Thursday, April 12, 2012

Social Studies

Making sense of life, it’s what I’ve spent, well, nearly a lifetime trying to do. I’d like to think that both my right and left hemispheres work in tandem, communicating with each other to help me be both logical and relational. But, history and religion, intertwined as they are, have baffled me, until lately. And it makes sense to me to create a new word -religistory to tell the stories of our world religions, because they are history, and stories, combined, with numerous authors, translated numerous times, and it seems, as in the case of later Christianity, some of the last ‘translators’ like Luther and Calvin were not particularly good people.

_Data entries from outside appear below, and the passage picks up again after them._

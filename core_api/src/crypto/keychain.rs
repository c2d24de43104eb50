use {
    crate::{
        crypto::payload::{SymKey, SYM_KEY_LENGTH},
        error::{Error, Result},
        storage::KeyValueStorage,
        store::Store,
    },
    dashmap::DashMap,
    data_encoding::HEXLOWER_PERMISSIVE,
    hkdf::Hkdf,
    rand::rngs::OsRng,
    relay_rpc::domain::{DecodedTopic, Topic},
    sha2::{Digest, Sha256},
    std::sync::Arc,
    x25519_dalek::{PublicKey, StaticSecret},
};

const KEYCHAIN_STORE: &str = "keychain";

/// Derives the topic addressing a symmetric key: `sha256(key)`, hex encoded.
pub fn derive_topic(key: &SymKey) -> Topic {
    Topic::from(DecodedTopic(Sha256::digest(key).into()))
}

/// Persistent map of secrets.
///
/// Symmetric keys are stored under their topic, X25519 private keys under
/// the hex encoding of their public key. The keychain holds the only
/// persistent copy of each secret; callers receive by-value copies and must
/// not cache them.
pub struct Keychain {
    keys: DashMap<String, SymKey>,
    store: Store<String>,
}

impl std::fmt::Debug for Keychain {
    // Key material stays out of debug output.
    fn fmt(&self, f: &mut std::fmt::Formatter<'_>) -> std::fmt::Result {
        write!(f, "Keychain(keys={})", self.keys.len())
    }
}

impl Keychain {
    /// Creates the keychain, rehydrating previously persisted keys.
    pub fn new(storage: Arc<dyn KeyValueStorage>) -> Result<Self> {
        let store = Store::<String>::new(KEYCHAIN_STORE, storage);
        let keys = DashMap::new();

        for tag in store.keys()? {
            if let Some(encoded) = store.try_get(&tag)? {
                keys.insert(tag, decode_key(&encoded)?);
            }
        }

        Ok(Self { keys, store })
    }

    fn set(&self, tag: &str, key: SymKey) -> Result<()> {
        self.store.set(tag, &HEXLOWER_PERMISSIVE.encode(&key))?;
        self.keys.insert(tag.to_owned(), key);

        Ok(())
    }

    fn get(&self, tag: &str) -> Result<SymKey> {
        self.keys
            .get(tag)
            .map(|key| *key)
            .ok_or_else(|| Error::NoMatchingKey(tag.to_owned()))
    }

    /// Persists the key under its derived topic. Idempotent.
    pub fn set_sym_key(&self, key: SymKey) -> Result<Topic> {
        let topic = derive_topic(&key);
        self.set(topic.as_ref(), key)?;

        Ok(topic)
    }

    /// Persists the key under a topic known out-of-band, e.g. from a pairing
    /// URI.
    pub fn set_sym_key_for_topic(&self, key: SymKey, topic: &Topic) -> Result<()> {
        self.set(topic.as_ref(), key)
    }

    pub fn has_keys(&self, tag: &str) -> bool {
        self.keys.contains_key(tag)
    }

    pub fn get_sym_key(&self, topic: &Topic) -> Result<SymKey> {
        self.get(topic.as_ref())
    }

    /// Removes the key for the topic. Idempotent.
    pub fn delete_sym_key(&self, topic: &Topic) -> Result<()> {
        if self.keys.remove(topic.as_ref()).is_some() {
            self.store.delete(topic.as_ref(), "symmetric key deleted")?;
        }

        Ok(())
    }

    /// Creates an X25519 keypair, persists the private key under the hex
    /// encoding of the public key, and returns that encoding.
    pub fn generate_key_pair(&self) -> Result<String> {
        let private_key = StaticSecret::random_from_rng(OsRng);
        let public_key = PublicKey::from(&private_key);
        let public_hex = HEXLOWER_PERMISSIVE.encode(public_key.as_bytes());

        self.set(&public_hex, private_key.to_bytes())?;

        Ok(public_hex)
    }

    /// Performs X25519 key agreement between our keypair (looked up by the
    /// hex of its public key) and the peer public key, expands the shared
    /// secret with HKDF-SHA256, and stores the resulting symmetric key under
    /// `override_topic`, or under its derived topic when none is given.
    pub fn generate_shared_key(
        &self,
        self_public: &str,
        peer_public: &str,
        override_topic: Option<Topic>,
    ) -> Result<Topic> {
        let private_key = StaticSecret::from(self.get(self_public)?);
        let peer_key = PublicKey::from(decode_key(peer_public)?);
        let shared_secret = private_key.diffie_hellman(&peer_key);

        let hk = Hkdf::<Sha256>::new(None, shared_secret.as_bytes());
        let mut sym_key = [0u8; SYM_KEY_LENGTH];
        hk.expand(&[], &mut sym_key)
            .map_err(|err| Error::InvalidKey(err.to_string()))?;

        match override_topic {
            Some(topic) => {
                self.set_sym_key_for_topic(sym_key, &topic)?;
                Ok(topic)
            }

            None => self.set_sym_key(sym_key),
        }
    }
}

fn decode_key(encoded: &str) -> Result<SymKey> {
    let bytes = HEXLOWER_PERMISSIVE
        .decode(encoded.as_bytes())
        .map_err(|err| Error::InvalidKey(err.to_string()))?;

    bytes
        .try_into()
        .map_err(|_| Error::InvalidKey(format!("unexpected key length in {} chars", encoded.len())))
}

#[cfg(test)]
mod tests {
    use {super::*, crate::storage::MemoryKvStorage, anyhow::Result};

    fn keychain() -> Keychain {
        Keychain::new(Arc::new(MemoryKvStorage::new())).unwrap()
    }

    #[test]
    fn sym_key_lifecycle() -> Result<()> {
        let keychain = keychain();
        let key = [3u8; SYM_KEY_LENGTH];

        let topic = keychain.set_sym_key(key)?;
        assert_eq!(topic, derive_topic(&key));
        assert_eq!(topic.as_ref().len(), 64);
        assert!(keychain.has_keys(topic.as_ref()));
        assert_eq!(keychain.get_sym_key(&topic)?, key);

        // Idempotent set.
        assert_eq!(keychain.set_sym_key(key)?, topic);

        keychain.delete_sym_key(&topic)?;
        assert!(!keychain.has_keys(topic.as_ref()));
        assert!(matches!(
            keychain.get_sym_key(&topic),
            Err(Error::NoMatchingKey(_))
        ));

        // Idempotent delete.
        keychain.delete_sym_key(&topic)?;

        Ok(())
    }

    #[test]
    fn forced_topic() -> Result<()> {
        let keychain = keychain();
        let key = [4u8; SYM_KEY_LENGTH];
        let topic = Topic::generate();

        keychain.set_sym_key_for_topic(key, &topic)?;
        assert_eq!(keychain.get_sym_key(&topic)?, key);

        Ok(())
    }

    #[test]
    fn rehydration() -> Result<()> {
        let storage = Arc::new(MemoryKvStorage::new());
        let key = [5u8; SYM_KEY_LENGTH];

        let topic = {
            let keychain = Keychain::new(storage.clone())?;
            keychain.set_sym_key(key)?
        };

        let restored = Keychain::new(storage)?;
        assert_eq!(restored.get_sym_key(&topic)?, key);

        Ok(())
    }

    #[test]
    fn shared_key_agreement() -> Result<()> {
        let alice = keychain();
        let bob = keychain();

        let alice_public = alice.generate_key_pair()?;
        let bob_public = bob.generate_key_pair()?;

        // Both sides derive the same symmetric key, hence the same topic.
        let alice_topic = alice.generate_shared_key(&alice_public, &bob_public, None)?;
        let bob_topic = bob.generate_shared_key(&bob_public, &alice_public, None)?;

        assert_eq!(alice_topic, bob_topic);
        assert_eq!(
            alice.get_sym_key(&alice_topic)?,
            bob.get_sym_key(&bob_topic)?
        );

        Ok(())
    }

    #[test]
    fn shared_key_override_topic() -> Result<()> {
        let keychain = keychain();
        let self_public = keychain.generate_key_pair()?;
        let peer_public = keychain.generate_key_pair()?;
        let forced = Topic::generate();

        let topic =
            keychain.generate_shared_key(&self_public, &peer_public, Some(forced.clone()))?;

        assert_eq!(topic, forced);
        assert!(keychain.has_keys(forced.as_ref()));

        Ok(())
    }
}
async fn reconnect(inner: &Weak<RelayerInner>) {
    let strategy = ExponentialBackoff {
        max_elapsed_time: None,
        max_interval: Duration::from_secs(30),
        ..ExponentialBackoff::default()
    };

    let result = backoff::future::retry(strategy, || async {
        let Some(inner) = inner.upgrade() else {
            return Err(backoff::Error::permanent(Error::ChannelClosed));
        };

        connect_inner(&inner).await.map_err(|err| {
            debug!("reconnect attempt failed: {err}");
            backoff::Error::transient(err)
        })
    })
    .await;

    if let Err(err) = result {
        warn!("giving up on reconnect: {err}");
    }
}

async fn event_loop(
    inner: Weak<RelayerInner>,
    mut events: UnboundedReceiver<TransportEvent>,
    message_tx: UnboundedSender<InboundMessage>,
    mut dedup: DedupCache,
) {
    while let Some(event) = events.recv().await {
        match event {
            TransportEvent::Connected => {
                debug!("relay connection established");
            }

            TransportEvent::Disconnected => {
                let Some(strong) = inner.upgrade() else { break };

                *strong.connected.lock().await = false;
                warn!("relay connection closed, reconnecting");
                drop(strong);

                reconnect(&inner).await;
            }

            TransportEvent::Message(message) => {
                let Some(strong) = inner.upgrade() else { break };

                handle_message(&strong, message, &message_tx, &mut dedup);
            }

            TransportEvent::InboundError(error) => {
                debug!("inbound transport error: {error}");
            }

            TransportEvent::OutboundError(error) => {
                debug!("outbound transport error: {error}");
            }
        }
    }
}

This is part of the story that I was never told, from around the time that Christopher Columbus sailed.

Initial contacts between Europeans and the first Americans were for the most part friendly. (OK, this part I was told; Thanksgiving, right?) The various peoples of the New World had much to teach the explorers who landed on their shores. But engulfed in a haze of alphabet-generated, monotheistic dementia, the Europeans categorized their reunited brothers and sisters as subhuman savages, largely because they were not Christians. (Meanwhile, the “civilized” Europeans back home were busy hacking and broiling each other in a frenzy of unparalleled savagery.) What followed was genocide on a scale unprecedented in world history. More than 80 million people are estimated to have been living on the southern and northern continents of the Americas in 1492; within three hundred years, the “explorers,” “conquistadors,” “colonists,” “settlers,” and “pioneers,” --exterminated the majority of the native population: their current number is approximately 10 million.(The Alphabet Versus the Goddess, by Leonard Shlain, 1998, pp. 349-350.)

70 million missing people. Did you learn this in history class? Makes you think, doesn’t it? About how we are still treating people in our culture, about why so many peoples are struggling with having basic dignity about who they are and where they’ve come from. About who was really being barbaric to who. About who is in power and why. It seems like for most of my life I have been brainwashed to respect barbaric men who had nothing like being Christ-like at all behind their motives to rule and conquer. I was told stories of conquering heros, not understanding that the conquering part meant torturing and killing and taking people’s lands. My right hemisphere was silenced, my tears scorned, and my questions laughed at nearly every step of the way. Perhaps I am recovering from a lifetime of Stockholm Syndrome.